### Your task
From the records below, transcribe exactly the lines that begin at the line with "pub fn iter(&self)" and end at the line with "into one of", both included.
--------------------------------
//! Discovery of input images under a root directory.

use std::{
    collections::HashSet,
    fs,
    path::{Path, PathBuf},
};

use tracing::warn;
use walkdir::WalkDir;

use crate::{
    config::{EdgeConfig, has_extension, normalize_extensions},
    error::{EdgeError, Result},
};

/// Lazily enumerates image files below a root directory.
///
/// Entries are sorted by file name within each directory and visited
/// depth-first. Every call to [`ImageSource::iter`] walks the tree afresh.
#[derive(Debug, Clone)]
pub struct ImageSource {
    root: PathBuf,
    recursive: bool,
    follow_links: bool,
    extensions: Vec<String>,
    excluded: Vec<PathBuf>,
}

impl ImageSource {
    /// Fails with `NotFound` unless `root` is an existing directory
    pub fn new(root: impl Into<PathBuf>, recursive: bool, extensions: &[String]) -> Result<Self> {
        let root = root.into();
        if !root.is_dir() {
            return Err(EdgeError::NotFound(root));
        }
        Ok(Self {
            root,
            recursive,
            follow_links: false,
            extensions: normalize_extensions(extensions),
            excluded: Vec::new(),
        })
    }

    /// Source configured from the defaults in `config`
    pub fn from_config(root: impl Into<PathBuf>, config: &EdgeConfig) -> Result<Self> {
        Ok(Self::new(root, config.recursive, &config.extensions)?.follow_links(config.follow_links))
    }

    /// Descend through symbolic links to directories
    pub fn follow_links(mut self, follow: bool) -> Self {
        self.follow_links = follow;
        self
    }

    /// Never descend into `dir` (e.g. an output tree nested in the input)
    pub fn exclude(mut self, dir: impl Into<PathBuf>) -> Self {
        self.excluded.push(dir.into());
        self
    }

    pub fn root(&self) -> &Path {
        &self.root
    }

    pub fn is_recursive(&self) -> bool {
        self.recursive
    }

    pub fn iter(&self) -> impl Iterator<Item = PathBuf> + '_ {
        let mut walker = WalkDir::new(&self.root)
            .min_depth(1)
            .follow_links(self.follow_links)
            .sort_by_file_name();
        if !self.recursive {
            walker = walker.max_depth(1);
        }

        // Real paths of directories already entered; a link back into one of
        // them is pruned so traversal always terminates.
        let follow = self.follow_links;
        let mut visited: HashSet<PathBuf> = fs::canonicalize(&self.root).into_iter().collect();
        let excluded: HashSet<PathBuf> = self
            .excluded
            .iter()
            .filter_map(|dir| fs::canonicalize(dir).ok())
            .collect();

        walker
            .into_iter()
            .filter_entry(move |entry| {
                if !entry.file_type().is_dir() || (!follow && excluded.is_empty()) {
                    return true;
                }
                match fs::canonicalize(entry.path()) {
                    Ok(real) if excluded.contains(&real) => false,
                    Ok(real) => !follow || visited.insert(real),
                    Err(_) => !follow,
                }
            })
            .filter_map(|entry| match entry {
                Ok(entry) => Some(entry),
                Err(err) => {
                    warn!("Skipping unreadable entry: {}", err);
                    None
                }
            })
            .map(walkdir::DirEntry::into_path)
            .filter(|path| path.is_file())
            .filter(move |path| has_extension(path, &self.extensions))
    }

    /// Collect every matching path
    pub fn list(&self) -> Vec<PathBuf> {
        self.iter().collect()
    }
}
--------------------------------
### Solution to this exercise
    pub fn iter(&self) -> impl Iterator<Item = PathBuf> + '_ {
        let mut walker = WalkDir::new(&self.root)
            .min_depth(1)
            .follow_links(self.follow_links)
            .sort_by_file_name();
        if !self.recursive {
            walker = walker.max_depth(1);
        }

        // Real paths of directories already entered; a link back into one of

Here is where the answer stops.